I finally did it: I bought LINQPad's Code Completion so I could write C# scripts easily. Now, sure, I could have used C# script for free, but... wait, why didn't I do that?
Anyway, in my previous post I explained in detail how to set up a blog on GitHub. Now it's time to convert my old blogger blog to a shiny new GitHub format.
To export your blog from Blogger, log into Blogger, go to your blog control panel, go to the Settings | Other tab, and click "Export Blog".
You get an XML file that is basically in Atom format. It's hard to understand because it doesn't have any line breaks (apart from the line breaks in your blog template, which just serve to distract you). It's a <feed> root element containing a bunch of <entry> elements, some of which contain your posts and others of which contain metadata.
Here's the code I came up with to export to GitHub. Just paste this into LINQPad or whatever, change the filepath
to point to your xml file, and run it!
void Main()
{
string filepath = @"C:\Downloads\Blog.xml";
string text = File.ReadAllText(filepath);
XDocument doc = XDocument.Parse(text);
var _ = XNamespace.Get("http://www.w3.org/2005/Atom");
var app = XNamespace.Get("http://purl.org/atom/app#");
var posts = doc.Root.Elements(_+"entry")
.Where(entry => entry.Element(_+"category").Attribute("term").ToString().Contains("#post"))
.Where(entry => !entry.Descendants(app+"draft").Any(draft => draft.Value != "no"));
var outfolder = Path.Combine(Path.GetDirectoryName(filepath), Path.GetFileNameWithoutExtension(filepath));
Directory.CreateDirectory(outfolder);
foreach (var entry in posts)
{
DateTime published = DateTime.Parse(entry.Element(_+"published").Value);
DateTime updated = DateTime.Parse(entry.Element(_+"updated").Value);
string title = entry.Element(_+"title").Value;
string content = entry.Element(_+"content").Value;
string type = entry.Element(_+"content").Attribute("type").Value ?? "html";
XElement empty = new XElement("empty");
XAttribute emptA = new XAttribute("empty","");
string originalLink = ((entry.Elements(_+"link")
.FirstOrDefault(e => e.Attribute("rel").Value == "alternate") ?? empty)
.Attribute("href") ?? emptA).Value;
string outFileName = string.Format("{0:yyyy-MM-dd}-{1}.{2}", published,
Path.GetFileNameWithoutExtension(originalLink), type);
var outPath = Path.Combine(outfolder, outFileName);
if (content.Count(c => c == '\n') <= 3)
content = AddLineBreaks(content);
using (StreamWriter output = File.CreateText(outPath)) {
output.WriteLine("---");
output.WriteLine("title: \"{0}\"", title);
output.WriteLine("layout: post");
output.WriteLine("# Pulled from Blogger.
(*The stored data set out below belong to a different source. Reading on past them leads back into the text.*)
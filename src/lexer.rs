//! Tokenizer for ITMOScript source text.
//!
//! Produces a flat token stream terminated by `Eof`. Newlines are
//! preserved as `Newline` tokens since the grammar treats them as
//! optional statement terminators; all other whitespace is skipped.

use thiserror::Error;

use crate::token::{Span, Token, TokenKind};

#[derive(Debug, Error, Clone, PartialEq, Eq)]
pub enum LexError {
    #[error("Unexpected character '{character}' at line {line}, column {column}")]
    UnexpectedCharacter {
        character: char,
        line: usize,
        column: usize,
    },
    #[error("Expected '=' after '!' at line {line}, column {column}")]
    BangWithoutEqual { line: usize, column: usize },
}

pub type LexResult<T> = Result<T, LexError>;

pub struct Lexer<'a> {
    input: &'a str,
    pos: usize,
    line: usize,
    column: usize,
}

impl<'a> Lexer<'a> {
    pub fn new(input: &'a str) -> Self {
        Self {
            input,
            pos: 0,
            line: 1,
            column: 1,
        }
    }

    pub fn next_token(&mut self) -> LexResult<Token> {
        loop {
            match self.peek_char() {
                None => return Ok(Token::new(TokenKind::Eof, self.span())),
                Some('\n') => {
                    let span = self.span();
                    self.consume_char();
                    return Ok(Token::new(TokenKind::Newline, span));
                }
                Some('/') if self.peek_next_char() == Some('/') => {
                    self.consume_while(|c| c != '\n');
                }
                Some(c) if c.is_whitespace() => {
                    self.consume_char();
                }
                Some(c) if c.is_ascii_alphabetic() => {
                    return Ok(self.read_identifier_or_keyword());
                }
                Some(c) if c.is_ascii_digit() => {
                    return Ok(self.read_number());
                }
                Some('"') => return Ok(self.read_string()),
                Some(_) => return self.read_symbol(),
            }
        }
    }

    fn read_identifier_or_keyword(&mut self) -> Token {
        let span = self.span();
        let start = self.pos;
        self.consume_while(|c| c.is_ascii_alphanumeric() || c == '_');
        let lexeme = &self.input[start..self.pos];

        let kind = match lexeme {
            "function" => TokenKind::Function,
            "if" => TokenKind::If,
            "then" => TokenKind::Then,
            "else" => TokenKind::Else,
            "and" => TokenKind::And,
            "not" => TokenKind::Not,
            "end" => TokenKind::End,
            "for" => TokenKind::For,
            "in" => TokenKind::In,
            "return" => TokenKind::Return,
            "while" => TokenKind::While,
            "break" => TokenKind::Break,
            "continue" => TokenKind::Continue,
            "or" => TokenKind::Or,
            "nil" => TokenKind::Nil,
            "true" => TokenKind::True,
            "false" => TokenKind::False,
            _ => TokenKind::Identifier(lexeme.to_string()),
        };
        Token::new(kind, span)
    }

    fn read_number(&mut self) -> Token {
        let span = self.span();
        let start = self.pos;
        self.consume_while(|c| c.is_ascii_digit());
        if self.peek_char() == Some('.') {
            self.consume_char();
            self.consume_while(|c| c.is_ascii_digit());
        }
        if matches!(self.peek_char(), Some('e' | 'E')) {
            self.consume_char();
            if matches!(self.peek_char(), Some('+' | '-')) {
                self.consume_char();
            }
            self.consume_while(|c| c.is_ascii_digit());
        }
        Token::new(
            TokenKind::Number(self.input[start..self.pos].to_string()),
            span,
        )
    }

    /// Reads a string literal, decoding escapes. A string that runs to
    /// end of input without a closing quote is accepted here; the parser
    /// rejects whatever token soup follows.
    fn read_string(&mut self) -> Token {
        let span = self.span();
        self.consume_char(); // opening quote
        let mut value = String::new();
        while let Some(c) = self.peek_char() {
            if c == '"' {
                break;
            }
            self.consume_char();
            if c != '\\' {
                value.push(c);
                continue;
            }
            match self.consume_char() {
                Some('n') => value.push('\n'),
                Some('t') => value.push('\t'),
                Some('"') => value.push('"'),
                Some('\\') => value.push('\\'),
                Some(other) => value.push(other),
                None => break,
            }
        }
        if self.peek_char() == Some('"') {
            self.consume_char();
        }
        Token::new(TokenKind::Str(value), span)
    }

    fn read_symbol(&mut self) -> LexResult<Token> {
        let span = self.span();
        let c = match self.consume_char() {
            Some(c) => c,
            None => return Ok(Token::new(TokenKind::Eof, span)),
        };

        let followed_by_equal = self.peek_char() == Some('=');
        let kind = match c {
            '(' => TokenKind::LParen,
            ')' => TokenKind::RParen,
            '[' => TokenKind::LBracket,
            ']' => TokenKind::RBracket,
            ',' => {
                // Trailing horizontal whitespace after a comma is eaten
                // eagerly; newlines stay significant.
                self.consume_while(|c| c.is_whitespace() && c != '\n');
                TokenKind::Comma
            }
            ':' => TokenKind::Colon,
            ';' => TokenKind::Semicolon,
            '=' if followed_by_equal => {
                self.consume_char();
                TokenKind::Eq
            }
            '=' => TokenKind::Assign,
            '+' if followed_by_equal => {
                self.consume_char();
                TokenKind::PlusAssign
            }
            '+' => TokenKind::Plus,
            '-' if followed_by_equal => {
                self.consume_char();
                TokenKind::MinusAssign
            }
            '-' => TokenKind::Minus,
            '*' if followed_by_equal => {
                self.consume_char();
                TokenKind::StarAssign
            }
            '*' => TokenKind::Star,
            '/' if followed_by_equal => {
                self.consume_char();
                TokenKind::SlashAssign
            }
            '/' => TokenKind::Slash,
            '%' if followed_by_equal => {
                self.consume_char();
                TokenKind::PercentAssign
            }
            '%' => TokenKind::Percent,
            '^' if followed_by_equal => {
                self.consume_char();
                TokenKind::CaretAssign
            }
            '^' => TokenKind::Caret,
            '<' if followed_by_equal => {
                self.consume_char();
                TokenKind::LessEq
            }
            '<' => TokenKind::Less,
            '>' if followed_by_equal => {
                self.consume_char();
                TokenKind::GreaterEq
            }
            '>' => TokenKind::Greater,
            '!' if followed_by_equal => {
                self.consume_char();
                TokenKind::NotEq
            }
            '!' => {
                return Err(LexError::BangWithoutEqual {
                    line: span.line,
                    column: span.column,
                });
            }
            other => {
                return Err(LexError::UnexpectedCharacter {
                    character: other,
                    line: span.line,
                    column: span.column,
                });
            }
        };
        Ok(Token::new(kind, span))
    }

    fn consume_while<P>(&mut self, keep: P)
    where
        P: Fn(char) -> bool,
    {
        while let Some(c) = self.peek_char() {
            if !keep(c) {
                break;
            }
            self.consume_char();
        }
    }

    fn peek_char(&self) -> Option<char> {
        self.input[self.pos..].chars().next()
    }

    fn peek_next_char(&self) -> Option<char> {
        let mut chars = self.input[self.pos..].chars();
        chars.next();
        chars.next()
    }

    fn consume_char(&mut self) -> Option<char> {
        let c = self.peek_char()?;
        self.pos += c.len_utf8();
        if c == '\n' {
            self.line += 1;
            self.column = 1;
        } else {
            self.column += 1;
        }
        Some(c)
    }

    fn span(&self) -> Span {
        Span {
            line: self.line,
            column: self.column,
        }
    }
}

pub fn tokenize(input: &str) -> LexResult<Vec<Token>> {
    let mut lexer = Lexer::new(input);
    let mut tokens = Vec::new();
    loop {
        let token = lexer.next_token()?;
        let is_eof = matches!(token.kind, TokenKind::Eof);
        tokens.push(token);
        if is_eof {
            break;
        }
    }
    Ok(tokens)
}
Last updated there on: {0:yyyy-MM-dd}", updated);
output.WriteLine("---");
if (originalLink != "")
output.WriteLine("<small><p><i>This post was imported from "+
"<a href='{0}'>blogspot</a>.</i></p></small>", originalLink);
output.WriteLine("");
output.Write(content);
output.WriteLine("");
}
}
}
It will create a folder named after the xml file, and inside that folder it will create an html file for each post, like this:
2007-09-03-hello-no-one.html
2011-07-05-why-wpf-sucks.html
2012-06-07-smart-tabs.html
2013-05-28-onward.html
These filenames are in the correct format for Jekyll, so if you're moving to GitHub, just move all these files to your /_posts
folder, commit, and you're done! If you want "proper" HTML files, modify the code above to produce proper code like <html><head>...</head>...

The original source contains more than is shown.